(Provided records begins)

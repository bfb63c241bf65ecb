//! API Integration Tests
//!
//! These tests require:
//! - Running PostgreSQL instance
//! - Environment variable: DATABASE_URL (JWT_SECRET optional)
//!
//! Run with: cargo test -p integration-tests --test api_tests

use integration_tests::{
    assert_json, assert_status, assert_text, check_test_env, fixtures::*, hidden_input,
    TestServer,
};
use reqwest::StatusCode;
use serde_json::{json, Value};

// ============================================================================
// Health Check Tests
// ============================================================================

#[tokio::test]
async fn test_health_check() {
    if !check_test_env().await {
        return;
    }

    let server = TestServer::start().await.expect("Failed to start server");
    let response = server.get("/health").await.expect("Request failed");
    assert_status(response, StatusCode::OK).await.unwrap();
}

#[tokio::test]
async fn test_health_ready() {
    if !check_test_env().await {
        return;
    }

    let server = TestServer::start().await.expect("Failed to start server");
    let response = server.get("/health/ready").await.expect("Request failed");
    let body: Value = assert_json(response, StatusCode::OK).await.unwrap();

    assert_eq!(body["status"], "ready");
    assert_eq!(body["checks"]["icons"], "loaded");
}

// ============================================================================
// Client Action Tests
// ============================================================================

#[tokio::test]
async fn test_guest_toggle_cycle() {
    if !check_test_env().await {
        return;
    }

    let server = TestServer::start().await.expect("Failed to start server");
    let id = unique_id();
    let guest = unique_guest();

    // Add
    let response = server
        .post_form("/ajax", &ReactionClick::on_post(id, "like", &guest))
        .await
        .unwrap();
    let html = assert_text(response, StatusCode::OK).await.unwrap();
    assert!(!html.contains("class='reaction'"));
    assert!(html.contains(&format!(
        "<a data-reaction='like' title='{guest}'><span class='badge'>1</span><img src='/assets/img/like.svg'></a> "
    )));
    assert!(html.contains("<a data-reaction='love' title='No clicks yet'><img"));

    // Switch
    let response = server
        .post_form("/ajax", &ReactionClick::on_post(id, "love", &guest))
        .await
        .unwrap();
    let html = assert_text(response, StatusCode::OK).await.unwrap();
    assert!(html.contains("<a data-reaction='like' title='No clicks yet'><img"));
    assert!(html.contains("<a data-reaction='love' title='"));
    assert_eq!(html.matches("class='badge'>1<").count(), 1);

    // Remove
    let response = server
        .post_form("/ajax", &ReactionClick::on_post(id, "love", &guest))
        .await
        .unwrap();
    let html = assert_text(response, StatusCode::OK).await.unwrap();
    assert!(!html.contains("class='badge'"));
}

#[tokio::test]
async fn test_guests_are_counted_separately() {
    if !check_test_env().await {
        return;
    }

    let server = TestServer::start().await.expect("Failed to start server");
    let id = unique_id();

    for guest in ["Ana", "Bia"] {
        server
            .post_form("/ajax", &ReactionClick::on_post(id, "wow", guest))
            .await
            .unwrap();
    }

    let response = server
        .get(&format!("/api/v1/reactions/post/{id}/tally"))
        .await
        .unwrap();
    let tally: Value = assert_json(response, StatusCode::OK).await.unwrap();

    assert_eq!(tally["total"], 2);
    assert_eq!(tally["counts"][2], json!({"reaction": "wow", "count": 2}));
    assert_eq!(tally["names"][2]["names"], json!(["Ana", "Bia"]));
}

#[tokio::test]
async fn test_member_reacts_under_display_name() {
    if !check_test_env().await {
        return;
    }

    let server = TestServer::start().await.expect("Failed to start server");
    let id = unique_id();
    let user_id = unique_id();
    insert_user(&server.pool, user_id, "Carla Member").await.unwrap();

    let token = server.member_token(user_id);
    let response = server
        .post_form_auth("/ajax", &token, &ReactionClick::on_post(id, "like", ""))
        .await
        .unwrap();
    let html = assert_text(response, StatusCode::OK).await.unwrap();
    assert!(html.contains("title='Carla Member'"));

    // Same member through the session cookie: second click removes it
    let response = server
        .post_form_cookie("/ajax", &token, &ReactionClick::on_post(id, "like", ""))
        .await
        .unwrap();
    let html = assert_text(response, StatusCode::OK).await.unwrap();
    assert!(!html.contains("class='badge'"));
}

#[tokio::test]
async fn test_ajax_rejects_inactive_reaction() {
    if !check_test_env().await {
        return;
    }

    let server = TestServer::start().await.expect("Failed to start server");
    let response = server
        .post_form("/ajax", &ReactionClick::on_post(unique_id(), "angry", "Ana"))
        .await
        .unwrap();
    let body: Value = assert_json(response, StatusCode::BAD_REQUEST).await.unwrap();
    assert_eq!(body["error"]["code"], "REACTION_NOT_ENABLED");
}

#[tokio::test]
async fn test_ajax_rejects_unknown_action() {
    if !check_test_env().await {
        return;
    }

    let server = TestServer::start().await.expect("Failed to start server");
    let mut click = ReactionClick::on_post(unique_id(), "like", "Ana");
    click.action = "heartbeat";

    let response = server.post_form("/ajax", &click).await.unwrap();
    let body: Value = assert_json(response, StatusCode::BAD_REQUEST).await.unwrap();
    assert_eq!(body["error"]["code"], "VALIDATION_ERROR");
}

// ============================================================================
// Rendering Tests
// ============================================================================

#[tokio::test]
async fn test_wrapped_fragment() {
    if !check_test_env().await {
        return;
    }

    let server = TestServer::start().await.expect("Failed to start server");
    let id = unique_id();

    let response = server
        .get(&format!("/api/v1/reactions/comment/{id}"))
        .await
        .unwrap();
    let html = assert_text(response, StatusCode::OK).await.unwrap();

    assert!(html.starts_with(&format!(
        "<div data-id='{id}' data-type='comment' class='reaction'>\n"
    )));
    assert!(html.ends_with("</div> "));
    assert_eq!(html.matches("<a data-reaction=").count(), ACTIVE.len());
}

#[tokio::test]
async fn test_bad_path_is_rejected() {
    if !check_test_env().await {
        return;
    }

    let server = TestServer::start().await.expect("Failed to start server");
    let response = server.get("/api/v1/reactions/post/abc").await.unwrap();
    let body: Value = assert_json(response, StatusCode::BAD_REQUEST).await.unwrap();
    assert_eq!(body["error"]["code"], "INVALID_PATH_PARAMETER");
}

#[tokio::test]
async fn test_content_filter() {
    if !check_test_env().await {
        return;
    }

    let server = TestServer::start().await.expect("Failed to start server");
    let id = unique_id();

    let response = server
        .post(
            "/api/v1/filters/content",
            &json!({"post_id": id, "post_type": "post", "content": "<p>Hello</p>"}),
        )
        .await
        .unwrap();
    let html = assert_text(response, StatusCode::OK).await.unwrap();
    assert!(html.starts_with(&format!("<div data-id='{id}' data-type='post'")));
    assert!(html.ends_with("</div> <p>Hello</p>"));

    // Types without reactions pass through
    let response = server
        .post(
            "/api/v1/filters/content",
            &json!({"post_id": id, "post_type": "product", "content": "<p>Hello</p>"}),
        )
        .await
        .unwrap();
    assert_eq!(
        assert_text(response, StatusCode::OK).await.unwrap(),
        "<p>Hello</p>"
    );
}

#[tokio::test]
async fn test_comment_filter() {
    if !check_test_env().await {
        return;
    }

    let server = TestServer::start().await.expect("Failed to start server");
    let id = unique_id();

    let response = server
        .post(
            "/api/v1/filters/comment",
            &json!({"comment_id": id, "text": "Great read"}),
        )
        .await
        .unwrap();
    let html = assert_text(response, StatusCode::OK).await.unwrap();
    assert!(html.starts_with(&format!(
        "Great read<div data-id='{id}' data-type='comment' class='reaction'>"
    )));
}

#[tokio::test]
async fn test_bootstrap_reflects_session() {
    if !check_test_env().await {
        return;
    }

    let server = TestServer::start().await.expect("Failed to start server");

    let response = server.get("/api/v1/bootstrap").await.unwrap();
    let html = assert_text(response, StatusCode::OK).await.unwrap();
    assert!(html.contains("\"loggedIn\":\"no\""));
    assert!(html.contains(&format!("\"hash\":\"{TEST_COOKIE_HASH}\"")));
    assert!(html.contains("\"ajaxurl\":\"http://127.0.0.1/ajax\""));

    let token = server.member_token(unique_id());
    let response = server.get_auth("/api/v1/bootstrap", &token).await.unwrap();
    let html = assert_text(response, StatusCode::OK).await.unwrap();
    assert!(html.contains("\"loggedIn\":\"yes\""));
}

#[tokio::test]
async fn test_static_assets_are_served() {
    if !check_test_env().await {
        return;
    }

    let server = TestServer::start().await.expect("Failed to start server");
    for path in ["/assets/js/reaction.js", "/assets/css/reaction.css", "/assets/img/like.svg"] {
        let response = server.get(path).await.unwrap();
        assert_status(response, StatusCode::OK).await.unwrap();
    }
}

// ============================================================================
// Ranking Tests
// ============================================================================

#[tokio::test]
async fn test_most_reacted_ranking() {
    if !check_test_env().await {
        return;
    }

    let server = TestServer::start().await.expect("Failed to start server");
    let post_type = unique_type();
    let (first, second, quiet, draft) = (unique_id(), unique_id(), unique_id(), unique_id());

    for id in [first, second, quiet] {
        insert_post(&server.pool, id, &post_type, "publish").await.unwrap();
    }
    insert_post(&server.pool, draft, &post_type, "draft").await.unwrap();

    let clicks = [
        (first, "like", "Ana"),
        (first, "love", "Bia"),
        (second, "love", "Ana"),
        (draft, "like", "Ana"),
    ];
    for (id, reaction, guest) in clicks {
        let response = server
            .post_form("/ajax", &ReactionClick::new(&post_type, id, reaction, guest))
            .await
            .unwrap();
        assert_status(response, StatusCode::OK).await.unwrap();
    }

    let response = server
        .get(&format!("/api/v1/most-reacted?post_type={post_type}"))
        .await
        .unwrap();
    let body: Value = assert_json(response, StatusCode::OK).await.unwrap();
    let items = body["items"].as_array().unwrap();

    assert_eq!(body["reaction_type"], "any");
    assert_eq!(items.len(), 2);
    assert_eq!(items[0]["id"], first);
    assert_eq!(items[0]["reaction_count"], 2);
    assert_eq!(items[1]["id"], second);

    let response = server
        .get(&format!(
            "/api/v1/most-reacted?post_type={post_type}&reactions=love&limit=1"
        ))
        .await
        .unwrap();
    let body: Value = assert_json(response, StatusCode::OK).await.unwrap();
    let items = body["items"].as_array().unwrap();

    assert_eq!(body["reaction_type"], "love");
    assert_eq!(items.len(), 1);
    assert_eq!(items[0]["id"], first);
    assert_eq!(items[0]["reaction_count"], 1);
}

// ============================================================================
// Admin Settings Tests
// ============================================================================

#[tokio::test]
async fn test_admin_requires_capability() {
    if !check_test_env().await {
        return;
    }

    let server = TestServer::start().await.expect("Failed to start server");

    let response = server.get("/admin/settings").await.unwrap();
    let html = assert_text(response, StatusCode::UNAUTHORIZED).await.unwrap();
    assert!(html.contains("<div class='error'>"));

    let token = server.member_token(unique_id());
    let response = server.get_auth("/admin/settings", &token).await.unwrap();
    assert_status(response, StatusCode::FORBIDDEN).await.unwrap();
}

#[tokio::test]
async fn test_admin_save_settings() {
    if !check_test_env().await {
        return;
    }

    let server = TestServer::start().await.expect("Failed to start server");
    let token = server.admin_token(unique_id());

    let response = server.get_auth("/admin/settings", &token).await.unwrap();
    let page = assert_text(response, StatusCode::OK).await.unwrap();
    assert!(page.contains("<h2>Reaction options</h2>"));
    assert!(page.contains("name='types' value='page' checked"));
    assert!(!page.contains("value='attachment'"));
    assert!(page.contains("<option value='flat'>flat</option>"));

    let nonce = hidden_input(&page, "reaction_nonce_field").expect("nonce field");
    let response = server
        .post_form_auth("/admin/settings", &token, &standard_settings_form(&nonce))
        .await
        .unwrap();
    let page = assert_text(response, StatusCode::OK).await.unwrap();
    assert!(page.contains("Configuration successfully saved!"));

    let like = page.find("name='active_order' value='like'").unwrap();
    let wow = page.find("name='active_order' value='wow'").unwrap();
    assert!(like < wow);
}

#[tokio::test]
async fn test_admin_save_rejects_bad_nonce() {
    if !check_test_env().await {
        return;
    }

    let server = TestServer::start().await.expect("Failed to start server");
    let token = server.admin_token(unique_id());

    let response = server
        .post_form_auth("/admin/settings", &token, &standard_settings_form("forged"))
        .await
        .unwrap();
    let html = assert_text(response, StatusCode::FORBIDDEN).await.unwrap();
    assert!(html.contains("Security check failed"));
}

(Provided records ends)

• What you should do:
In the answer, give the lines from the first line of the data through the line with "use reqwest::StatusCode;", exactly as they appear and with no additions.

• Solution to the exercise:
repository bfb63c241bf65ecb
//! API Integration Tests
//!
//! These tests require:
//! - Running PostgreSQL instance
//! - Environment variable: DATABASE_URL (JWT_SECRET optional)
//!
//! Run with: cargo test -p integration-tests --test api_tests

use integration_tests::{
    assert_json, assert_status, assert_text, check_test_env, fixtures::*, hidden_input,
    TestServer,
};
use reqwest::StatusCode;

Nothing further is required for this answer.